Signed-off-by: Patrik Gustavsson <patrik.gustavsson@arm.com>
Change-Id: Ic3c540504ec8c5eb4771397fdc6882050ecf33ab
diff --git a/ethosu/vela/tosa_mapping.py b/ethosu/vela/tosa_mapping.py
new file mode 100644
index 0000000..82f61f7
--- /dev/null
+++ b/ethosu/vela/tosa_mapping.py
@@ -0,0 +1,325 @@
+# Copyright (C) 2021 Arm Limited or its affiliates. All rights reserved.
+#
+# SPDX-License-Identifier: Apache-2.0
+#
+# Licensed under the Apache License, Version 2.0 (the License); you may
+# not use this file except in compliance with the License.

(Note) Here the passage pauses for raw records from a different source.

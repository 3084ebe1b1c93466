use crate::formatter::format_directive_with_schema;
use crate::link::directive_href;
use crate::link::UrlPathJoiner;
use crate::schema::SchemaService;
use crate::visibility;
use crate::DirectiveDefinition;
use crate::DirectiveUsage;
use serde::Serialize;

/// Everything a rendering layer needs to draw one directive tag.
#[derive(Clone, Debug, PartialEq, Serialize)]
pub struct DirectiveTag {
    pub href: String,
    pub tooltip_text: String,
}
impl DirectiveTag {
    /// Computes the tag for `usage`, or `None` if the directive should not be
    /// displayed.
    pub fn compute<S, J>(
        usage: &DirectiveUsage,
        schema: &S,
        joiner: &J,
        base: &str,
    ) -> Option<Self>
    where
        S: SchemaService + ?Sized,
        J: UrlPathJoiner + ?Sized,
    {
        DirectiveTagModel::new(schema, usage.clone()).tag(joiner, base)
    }
}

/// Holds one directive usage and the values derived from it.
///
/// The directive's definition is resolved once per usage name: replacing the
/// usage with one of the same name only recomputes the tooltip text. Call
/// [`DirectiveTagModel::schema_changed()`] after the schema finishes loading
/// to resolve the definition again.
#[derive(Debug)]
pub struct DirectiveTagModel<'s, S: SchemaService + ?Sized> {
    definition: Option<&'s DirectiveDefinition>,
    schema: &'s S,
    tooltip_text: String,
    usage: DirectiveUsage,
}
impl<'s, S: SchemaService + ?Sized> DirectiveTagModel<'s, S> {
    pub fn new(schema: &'s S, usage: DirectiveUsage) -> Self {
        let definition = visibility::resolve_definition(usage.name(), schema);
        let tooltip_text = format_directive_with_schema(&usage, definition, schema);
        Self {
            definition,
            schema,
            tooltip_text,
            usage,
        }
    }

    pub fn definition(&self) -> Option<&'s DirectiveDefinition> {
        self.definition
    }

    pub fn href<J: UrlPathJoiner + ?Sized>(&self, joiner: &J, base: &str) -> String {
        directive_href(joiner, base, self.usage.name())
    }

    /// Whether the tag should be rendered at all.
    pub fn is_visible(&self) -> bool {
        self.definition.is_some()
            && visibility::is_allowed(self.usage.name(), self.schema)
    }

    /// Re-resolves the definition and tooltip text against the current state
    /// of the schema.
    pub fn schema_changed(&mut self) {
        self.definition = visibility::resolve_definition(
            self.usage.name(),
            self.schema,
        );
        self.refresh_tooltip_text();
    }

    pub fn set_usage(&mut self, usage: DirectiveUsage) {
        let name_changed = usage.name() != self.usage.name();
        self.usage = usage;
        if name_changed {
            self.definition = visibility::resolve_definition(
                self.usage.name(),
                self.schema,
            );
        }
        self.refresh_tooltip_text();
    }

    pub fn tag<J: UrlPathJoiner + ?Sized>(&self, joiner: &J, base: &str) -> Option<DirectiveTag> {
        self.is_visible().then(|| DirectiveTag {
            href: self.href(joiner, base),
            tooltip_text: self.tooltip_text.clone(),
        })
    }

    pub fn tooltip_text(&self) -> &str {
        self.tooltip_text.as_str()
    }

    pub fn usage(&self) -> &DirectiveUsage {
        &self.usage
    }

    fn refresh_tooltip_text(&mut self) {
        self.tooltip_text = format_directive_with_schema(
            &self.usage,
            self.definition,
            self.schema,
        );
    }
}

+# You may obtain a copy of the License at
+#
+# www.apache.org/licenses/LICENSE-2.0
+#
+# Unless required by applicable law or agreed to in writing, software
+# distributed under the License is distributed on an AS IS BASIS, WITHOUT
+# WARRANTIES OR CONDITIONS OF ANY KIND, either express or implied.
+# See the License for the specific language governing permissions and
+# limitations under the License.
+# Description:
+# TOSA mapping functions used by reader.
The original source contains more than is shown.